◆ **WORK INSTRUCTION**: Take the entries below and retype them exactly.
═══
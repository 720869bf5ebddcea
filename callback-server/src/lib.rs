//! Generic UPnP callback server for receiving event notifications.
//!
//! This crate provides a lightweight HTTP server for handling GENA `NOTIFY`
//! requests. It has no knowledge of devices or services: it validates the
//! UPnP headers, acknowledges the request and forwards the subscription ID and
//! raw body to a channel.
//!
//! # Overview
//!
//! - [`CallbackServer`]: binds the first free port in a range and serves
//!   `NOTIFY` on any path.
//! - [`EventRouter`]: forwards every accepted notification to a channel.
//! - [`NotificationPayload`]: subscription ID, sequence number and raw XML.
//!
//! Responses follow GENA: `200 OK` for any `NOTIFY` with a `SID`, including
//! SIDs the consumer has never heard of; `412 Precondition Failed` when the
//! `SID` is missing or `NT`/`NTS` carry unexpected values; `405` for other
//! methods. Correlating SIDs with subscriptions is the consumer's job.
//!
//! # Example: Basic Usage
//!
//! ```no_run
//! use callback_server::{CallbackConfig, CallbackServer, NotificationPayload};
//! use tokio::sync::mpsc;
//!
//! #[tokio::main]
//! async fn main() -> Result<(), callback_server::CallbackServerError> {
//!     let (tx, mut rx) = mpsc::unbounded_channel::<NotificationPayload>();
//!     let server = CallbackServer::start(CallbackConfig::default(), tx).await?;
//!
//!     println!("Callback server listening at: {}", server.base_url());
//!
//!     while let Some(notification) = rx.recv().await {
//!         println!(
//!             "SID {} SEQ {:?}: {} bytes",
//!             notification.subscription_id,
//!             notification.seq,
//!             notification.event_xml.len()
//!         );
//!     }
//!
//!     server.shutdown().await;
//!     Ok(())
//! }
//! ```

pub mod error;
pub mod router;
pub mod server;

pub use error::{CallbackServerError, Result};
pub use router::{EventRouter, NotificationPayload};
pub use server::{CallbackConfig, CallbackServer};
═══
◆ **ANSWER SECTION**:
repository 720869bf5ebddcea
filename callback-server/src/lib.rs
//! Generic UPnP callback server for receiving event notifications.
//!
//! This crate provides a lightweight HTTP server for handling GENA `NOTIFY`
//! requests. It has no knowledge of devices or services: it validates the
//! UPnP headers, acknowledges the request and forwards the subscription ID and
//! raw body to a channel.
//!
//! # Overview
//!
//! - [`CallbackServer`]: binds the first free port in a range and serves
//!   `NOTIFY` on any path.
//! - [`EventRouter`]: forwards every accepted notification to a channel.
//! - [`NotificationPayload`]: subscription ID, sequence number and raw XML.
//!
//! Responses follow GENA: `200 OK` for any `NOTIFY` with a `SID`, including
//! SIDs the consumer has never heard of; `412 Precondition Failed` when the
//! `SID` is missing or `NT`/`NTS` carry unexpected values; `405` for other
//! methods. Correlating SIDs with subscriptions is the consumer's job.
//!
//! # Example: Basic Usage
//!
//! ```no_run
//! use callback_server::{CallbackConfig, CallbackServer, NotificationPayload};
//! use tokio::sync::mpsc;
//!
//! #[tokio::main]
//! async fn main() -> Result<(), callback_server::CallbackServerError> {
//!     let (tx, mut rx) = mpsc::unbounded_channel::<NotificationPayload>();
//!     let server = CallbackServer::start(CallbackConfig::default(), tx).await?;
//!
//!     println!("Callback server listening at: {}", server.base_url());
//!
//!     while let Some(notification) = rx.recv().await {
//!         println!(
//!             "SID {} SEQ {:?}: {} bytes",
//!             notification.subscription_id,
//!             notification.seq,
//!             notification.event_xml.len()
//!         );
//!     }
//!
//!     server.shutdown().await;
//!     Ok(())
//! }
//! ```

pub mod error;
pub mod router;
pub mod server;

pub use error::{CallbackServerError, Result};
pub use router::{EventRouter, NotificationPayload};
pub use server::{CallbackConfig, CallbackServer};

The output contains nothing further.